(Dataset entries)
************

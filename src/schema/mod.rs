//! Table schemas and the schema registry
//!
//! A [`TableSchema`] is the declarative contract for one destination table:
//! field names and primitive types, optional per-field extra checks, the
//! fixed insert-column order, and the snapshot export shape. Schemas are
//! immutable once registered.
//!
//! The [`SchemaRegistry`] maps table identifiers to schemas. Adding a table
//! means adding one registry entry, never editing conditional logic in a
//! caller.

mod errors;
mod registry;
mod types;

pub use errors::{SchemaError, SchemaResult};
pub use registry::SchemaRegistry;
pub use types::{ExportField, ExportKind, FieldCheck, FieldDef, FieldType, TableSchema};
//! Schema type definitions
//!
//! Supported field types:
//! - string: UTF-8 string
//! - int: 64-bit signed integer
//! - float: 64-bit floating point
//! - bool: Boolean
//!
//! A field may carry an extra check beyond its type (currently ISO-8601
//! datetime format on string fields).

use serde::{Deserialize, Serialize};

/// Supported primitive field types
#[derive(Debug, Clone, Copy, PartialEq, Eq, Serialize, Deserialize)]
#[serde(rename_all = "lowercase")]
pub enum FieldType {
    /// UTF-8 string
    String,
    /// 64-bit signed integer
    Int,
    /// 64-bit floating point
    Float,
    /// Boolean
    Bool,
}

impl FieldType {
    /// Returns the type name for error messages
    pub fn type_name(&self) -> &'static str {
        match self {
            FieldType::String => "string",
            FieldType::Int => "int",
            FieldType::Float => "float",
            FieldType::Bool => "bool",
        }
    }
}

/// Extra per-field validation beyond the primitive type check
#[derive(Debug, Clone, Copy, PartialEq, Eq, Serialize, Deserialize)]
#[serde(rename_all = "snake_case")]
pub enum FieldCheck {
    /// Value must parse as an ISO-8601 datetime
    IsoDatetime,
}

/// Field definition: primitive type plus optional extra check
#[derive(Debug, Clone, Copy, PartialEq, Eq, Serialize, Deserialize)]
pub struct FieldDef {
    /// Field data type
    pub field_type: FieldType,
    /// Extra check, run only after the type check passes
    #[serde(default, skip_serializing_if = "Option::is_none")]
    pub check: Option<FieldCheck>,
}

impl FieldDef {
    /// Create a string field
    pub fn string() -> Self {
        Self {
            field_type: FieldType::String,
            check: None,
        }
    }

    /// Create a string field validated as ISO-8601 datetime
    pub fn iso_datetime() -> Self {
        Self {
            field_type: FieldType::String,
            check: Some(FieldCheck::IsoDatetime),
        }
    }

    /// Create an int field
    pub fn int() -> Self {
        Self {
            field_type: FieldType::Int,
            check: None,
        }
    }

    /// Create a float field
    pub fn float() -> Self {
        Self {
            field_type: FieldType::Float,
            check: None,
        }
    }

    /// Create a bool field
    pub fn bool() -> Self {
        Self {
            field_type: FieldType::Bool,
            check: None,
        }
    }
}

/// Physical type of a snapshot export column
#[derive(Debug, Clone, Copy, PartialEq, Eq, Serialize, Deserialize)]
#[serde(rename_all = "lowercase")]
pub enum ExportKind {
    /// 64-bit signed integer (also holds epoch-millisecond timestamps)
    Long,
    /// UTF-8 string
    Str,
    /// 64-bit floating point
    Double,
    /// Boolean
    Boolean,
}

/// One column of a table's snapshot export schema
#[derive(Debug, Clone, PartialEq, Eq, Serialize, Deserialize)]
pub struct ExportField {
    /// Column name (snapshot records use lower-cased names)
    pub name: String,
    /// Physical type
    pub kind: ExportKind,
    /// Whether the column admits nulls; only the identity field does not
    pub nullable: bool,
}

impl ExportField {
    pub fn new(name: impl Into<String>, kind: ExportKind, nullable: bool) -> Self {
        Self {
            name: name.into(),
            kind,
            nullable,
        }
    }
}

/// Complete schema for one destination table.
///
/// Immutable once registered. `fields` drives batch validation,
/// `insert_columns` is used verbatim for every write statement, and
/// `export_fields`/`identity` describe the snapshot shape.
#[derive(Debug, Clone, PartialEq, Eq, Serialize, Deserialize)]
pub struct TableSchema {
    /// Destination table name
    pub name: String,
    /// Ordered field definitions expected of every inbound row
    pub fields: Vec<(String, FieldDef)>,
    /// Column order for the parameterized insert statement
    pub insert_columns: Vec<String>,
    /// Ordered snapshot export columns
    pub export_fields: Vec<ExportField>,
    /// Name of the identity field, excluded from restore inserts
    pub identity: String,
}

impl TableSchema {
    /// Look up a field definition by name
    pub fn field(&self, name: &str) -> Option<&FieldDef> {
        self.fields
            .iter()
            .find(|(field, _)| field == name)
            .map(|(_, def)| def)
    }

    /// Field names in declaration order
    pub fn field_names(&self) -> impl Iterator<Item = &str> {
        self.fields.iter().map(|(name, _)| name.as_str())
    }

    /// Export fields excluding the identity column, in declared order.
    ///
    /// This is the insertable field list used when reloading a table from a
    /// snapshot.
    pub fn restorable_fields(&self) -> Vec<&ExportField> {
        self.export_fields
            .iter()
            .filter(|f| f.name != self.identity)
            .collect()
    }
}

************

▶ **Task details**: Copy out the entries above again, keeping them exact.

▶ **Exercise output**:
filename src/schema/mod.rs
//! Table schemas and the schema registry
//!
//! A [`TableSchema`] is the declarative contract for one destination table:
//! field names and primitive types, optional per-field extra checks, the
//! fixed insert-column order, and the snapshot export shape. Schemas are
//! immutable once registered.
//!
//! The [`SchemaRegistry`] maps table identifiers to schemas. Adding a table
//! means adding one registry entry, never editing conditional logic in a
//! caller.

mod errors;
mod registry;
mod types;

pub use errors::{SchemaError, SchemaResult};
pub use registry::SchemaRegistry;
pub use types::{ExportField, ExportKind, FieldCheck, FieldDef, FieldType, TableSchema};
//! Schema type definitions
//!
//! Supported field types:
//! - string: UTF-8 string
//! - int: 64-bit signed integer
//! - float: 64-bit floating point
//! - bool: Boolean
//!
//! A field may carry an extra check beyond its type (currently ISO-8601
//! datetime format on string fields).

use serde::{Deserialize, Serialize};

/// Supported primitive field types
#[derive(Debug, Clone, Copy, PartialEq, Eq, Serialize, Deserialize)]
#[serde(rename_all = "lowercase")]
pub enum FieldType {
    /// UTF-8 string
    String,
    /// 64-bit signed integer
    Int,
    /// 64-bit floating point
    Float,
    /// Boolean
    Bool,
}

impl FieldType {
    /// Returns the type name for error messages
    pub fn type_name(&self) -> &'static str {
        match self {
            FieldType::String => "string",
            FieldType::Int => "int",
            FieldType::Float => "float",
            FieldType::Bool => "bool",
        }
    }
}

/// Extra per-field validation beyond the primitive type check
#[derive(Debug, Clone, Copy, PartialEq, Eq, Serialize, Deserialize)]
#[serde(rename_all = "snake_case")]
pub enum FieldCheck {
    /// Value must parse as an ISO-8601 datetime
    IsoDatetime,
}

/// Field definition: primitive type plus optional extra check
#[derive(Debug, Clone, Copy, PartialEq, Eq, Serialize, Deserialize)]
pub struct FieldDef {
    /// Field data type
    pub field_type: FieldType,
    /// Extra check, run only after the type check passes
    #[serde(default, skip_serializing_if = "Option::is_none")]
    pub check: Option<FieldCheck>,
}

impl FieldDef {
    /// Create a string field
    pub fn string() -> Self {
        Self {
            field_type: FieldType::String,
            check: None,
        }
    }

    /// Create a string field validated as ISO-8601 datetime
    pub fn iso_datetime() -> Self {
        Self {
            field_type: FieldType::String,
            check: Some(FieldCheck::IsoDatetime),
        }
    }

    /// Create an int field
    pub fn int() -> Self {
        Self {
            field_type: FieldType::Int,
            check: None,
        }
    }

    /// Create a float field
    pub fn float() -> Self {
        Self {
            field_type: FieldType::Float,
            check: None,
        }
    }

    /// Create a bool field
    pub fn bool() -> Self {
        Self {
            field_type: FieldType::Bool,
            check: None,
        }
    }
}

/// Physical type of a snapshot export column
#[derive(Debug, Clone, Copy, PartialEq, Eq, Serialize, Deserialize)]
#[serde(rename_all = "lowercase")]
pub enum ExportKind {
    /// 64-bit signed integer (also holds epoch-millisecond timestamps)
    Long,
    /// UTF-8 string
    Str,
    /// 64-bit floating point
    Double,
    /// Boolean
    Boolean,
}

/// One column of a table's snapshot export schema
#[derive(Debug, Clone, PartialEq, Eq, Serialize, Deserialize)]
pub struct ExportField {
    /// Column name (snapshot records use lower-cased names)
    pub name: String,
    /// Physical type
    pub kind: ExportKind,
    /// Whether the column admits nulls; only the identity field does not
    pub nullable: bool,
}

impl ExportField {
    pub fn new(name: impl Into<String>, kind: ExportKind, nullable: bool) -> Self {
        Self {
            name: name.into(),
            kind,
            nullable,
        }
    }
}

/// Complete schema for one destination table.
///
/// Immutable once registered. `fields` drives batch validation,
/// `insert_columns` is used verbatim for every write statement, and
/// `export_fields`/`identity` describe the snapshot shape.
#[derive(Debug, Clone, PartialEq, Eq, Serialize, Deserialize)]
pub struct TableSchema {
    /// Destination table name
    pub name: String,
    /// Ordered field definitions expected of every inbound row
    pub fields: Vec<(String, FieldDef)>,
    /// Column order for the parameterized insert statement
    pub insert_columns: Vec<String>,
    /// Ordered snapshot export columns
    pub export_fields: Vec<ExportField>,
    /// Name of the identity field, excluded from restore inserts
    pub identity: String,
}

impl TableSchema {
    /// Look up a field definition by name
    pub fn field(&self, name: &str) -> Option<&FieldDef> {
        self.fields
            .iter()
            .find(|(field, _)| field == name)
            .map(|(_, def)| def)
    }

    /// Field names in declaration order
    pub fn field_names(&self) -> impl Iterator<Item = &str> {
        self.fields.iter().map(|(name, _)| name.as_str())
    }

    /// Export fields excluding the identity column, in declared order.
    ///
    /// This is the insertable field list used when reloading a table from a
    /// snapshot.
    pub fn restorable_fields(&self) -> Vec<&ExportField> {
        self.export_fields
            .iter()
            .filter(|f| f.name != self.identity)
            .collect()
    }
}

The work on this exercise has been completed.